Maintaining the delicate trust between press and public

These are troubling times for journalism. There is furor over anonymous sources. One of the most famous anonymous sources in recent times was Mark Felt, aka "Deep Throat." And last week we had President Bush's key aide, Karl Rove, gazing cherubically off the covers of Time and Newsweek.

Though journalists cherish such inside sources as Mr. Rove, some are baying for his head for his alleged role in outing CIA employee Valerie Plame. In this complicated and unraveling saga, New York Times reporter Judith Miller, who actually never wrote about Ms. Plame, is in jail for refusing to tell who told her about the person she never wrote about.

Distinguished news organizations like The New York Times and CBS News are recovering from disastrous journalistic scandals. Jayson Blair, at the Times, made stuff up. Dan Rather, at CBS, went with badly sourced and unsubstantiated accusations about Mr. Bush's military record on the eve of the presidential election.

Then we have an explosion of "blogs," creating literally millions of untrained journalists who "report," factually or not, on virtually anything that takes their fancy.

The abundantly clear lesson emerging from all this is the need for trust.

Trust between sources and reporters.

Trust between reporters and editors.

Trust between editors who package the product and the readers, listeners, and viewers who consume it.

The Christian Science Monitor has maintained a widely recognized reputation for integrity in almost a century of publication.

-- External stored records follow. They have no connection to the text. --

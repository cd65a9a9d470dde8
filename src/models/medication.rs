use chrono::NaiveDateTime;
use serde::{Deserialize, Serialize};
use uuid::Uuid;

use super::enums::MedicationStatus;

#[derive(Debug, Clone, Serialize, Deserialize)]
pub struct Medication {
    pub id: Uuid,
    pub resident_id: Uuid,
    pub name: String,
    pub dosage: String,
    pub frequency: String,
    pub current_count: i64,
    pub status: MedicationStatus,
    pub prescribing_physician: Option<String>,
    pub special_instructions: Option<String>,
    pub created_at: NaiveDateTime,
}

impl Medication {
    pub fn is_active(&self) -> bool {
        self.status == MedicationStatus::Active
    }
}

/// Input for registering a resident's prescription.
#[derive(Debug, Clone, Serialize, Deserialize)]
pub struct NewMedication {
    pub resident_id: Uuid,
    pub name: String,
    pub dosage: String,
    pub frequency: String,
    pub initial_count: i64,
    pub prescribing_physician: Option<String>,
    pub special_instructions: Option<String>,
}
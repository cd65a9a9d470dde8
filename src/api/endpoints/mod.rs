//! API endpoint handlers, one module per ledger component.

pub mod administrations;
pub mod alerts;
pub mod audits;
pub mod health;
pub mod medications;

When it has erred, or been misled, it has been quick to make amends, corrections, or apologies.

Recently questions have arisen about two journalists who years ago worked for the newspaper - Pham Xuan An in Saigon and Edmund Stevens in Moscow.

I met An, the subject of a recent profile in The New Yorker, several times when I visited Vietnam during my time as a Monitor correspondent in Asia. He had studied journalism at Orange Coast College in Costa Mesa, Calif., and was popular with the large American press corps in Saigon covering the Vietnam war.

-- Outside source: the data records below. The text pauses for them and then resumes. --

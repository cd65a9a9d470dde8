use crate::db::DatabaseError;
use serde::{Deserialize, Serialize};

/// Macro to generate enum with as_str + std::str::FromStr pattern
macro_rules! str_enum {
    ($name:ident { $($variant:ident => $s:literal),+ $(,)? }) => {
        #[derive(Debug, Clone, Copy, PartialEq, Eq, Hash, Serialize, Deserialize)]
        #[serde(rename_all = "snake_case")]
        pub enum $name {
            $($variant),+
        }

        impl $name {
            pub fn as_str(&self) -> &'static str {
                match self {
                    $(Self::$variant => $s),+
                }
            }
        }

        impl std::str::FromStr for $name {
            type Err = DatabaseError;

            fn from_str(s: &str) -> Result<Self, Self::Err> {
                match s {
                    $($s => Ok(Self::$variant)),+,
                    _ => Err(DatabaseError::InvalidEnum {
                        field: stringify!($name).into(),
                        value: s.into(),
                    }),
                }
            }
        }

        impl std::fmt::Display for $name {
            fn fmt(&self, f: &mut std::fmt::Formatter<'_>) -> std::fmt::Result {
                f.write_str(self.as_str())
            }
        }
    };
}

str_enum!(MedicationStatus {
    Active => "active",
    Discontinued => "discontinued",
});

str_enum!(AdministrationAction {
    Administered => "administered",
    Refused => "refused",
    Held => "held",
});

str_enum!(Shift {
    Morning => "morning",
    Evening => "evening",
    Night => "night",
});

str_enum!(AuditStatus {
    PendingReview => "pending_review",
    Approved => "approved",
    Denied => "denied",
});

str_enum!(ReviewDecision {
    Approve => "approve",
    Deny => "deny",
});

str_enum!(AlertType {
    Critical => "critical",
    Warning => "warning",
    Info => "info",
});

str_enum!(AlertSourceKind {
    Administration => "administration",
    Audit => "audit",
});

str_enum!(StaffRole {
    Nurse => "nurse",
    Admin => "admin",
    Staff => "staff",
});

str_enum!(CustodyCause {
    Registration => "registration",
    Administration => "administration",
    Audit => "audit",
    Reactivation => "reactivation",
});

str_enum!(NotifySeverity {
    Success => "success",
    Info => "info",
    Warning => "warning",
    Error => "error",
});

impl AdministrationAction {
    /// Units removed from the running count by this action.
    pub fn count_delta(&self) -> i64 {
        match self {
            Self::Administered => -1,
            Self::Refused | Self::Held => 0,
        }
    }
}

impl AuditStatus {
    pub fn is_terminal(&self) -> bool {
        !matches!(self, Self::PendingReview)
    }
}

impl ReviewDecision {
    pub fn outcome(&self) -> AuditStatus {
        match self {
            Self::Approve => AuditStatus::Approved,
            Self::Deny => AuditStatus::Denied,
        }
    }
}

His connection with the Monitor was as a part-time guide, interpreter, and gatherer of information for Beverly Deepe, an able freelance reporter for the Monitor. There is no indication that at any time he actually wrote for the newspaper.

When Elizabeth Pond, a highly regarded Monitor foreign correspondent, succeeded Deepe in Saigon, she inherited An on the same part-time basis.

Ms. Pond told me in an e-mail a few days ago: "He knew all the arcane convolutions of Saigon politics, so was very good at explaining to me as we debriefed after interviews what it all meant. I certainly had no inkling about An's real role at the time."

An's real role, as became evident after the fall of Saigon, was that of spy for the Vietnamese communists, who had recruited him years earlier. It is a given that had the Monitor had any inkling of his communist connection he would have been instantly dismissed.

An worked for various news organizations but his primary journalistic connection was with Time magazine as a correspondent over a period of years.

I never knew Ed Stevens, apparently soon to be the subject of a new book. He was a distinguished foreign correspondent before being assigned to Moscow in 1943. By 1955, when I joined the paper, he had gone to work for Look magazine.

As with other reporters who managed to survive in Moscow over an extended period, his tenure raised questions as to whether he had special ties to the communist regime. His work for the Monitor could not have suggested any favorable treatment. As his son, Edmund Stevens Jr., commented: "His reporting repeatedly got him into hot water with the Soviet authorities and got him kicked out in 1949." For a scathing, 44-part series, "This is Russia Un-Censored," he won the Pulitzer Prize in 1950. (He was not readmitted to the Soviet Union until 1956.)

A book, "The Secret World of American Communism," published by Yale University Press in 1995, asserted that Stevens had joined the American Communist Party in 1938.

Monitor editor David Cook wrote at that time: "If Stevens did join the party, whether as a youthful experiment, out of a deeper commitment to communism, or as a means of securing an exit visa for his family, the fact should not have been hidden."

Though the Monitor may have been disappointed, or its trust betrayed, in a couple of instances, its sturdy editorial opposition to communism, and its clear-headed reportage from countries that embraced that unhappy dogma, is of course beyond dispute.

John Hughes, editor of the Monitor from 1970 to 1979, was the Monitor's Southeast Asia correspondent during the 1960s, and won a Pulitzer Prize in 1967 for his coverage of Indonesia.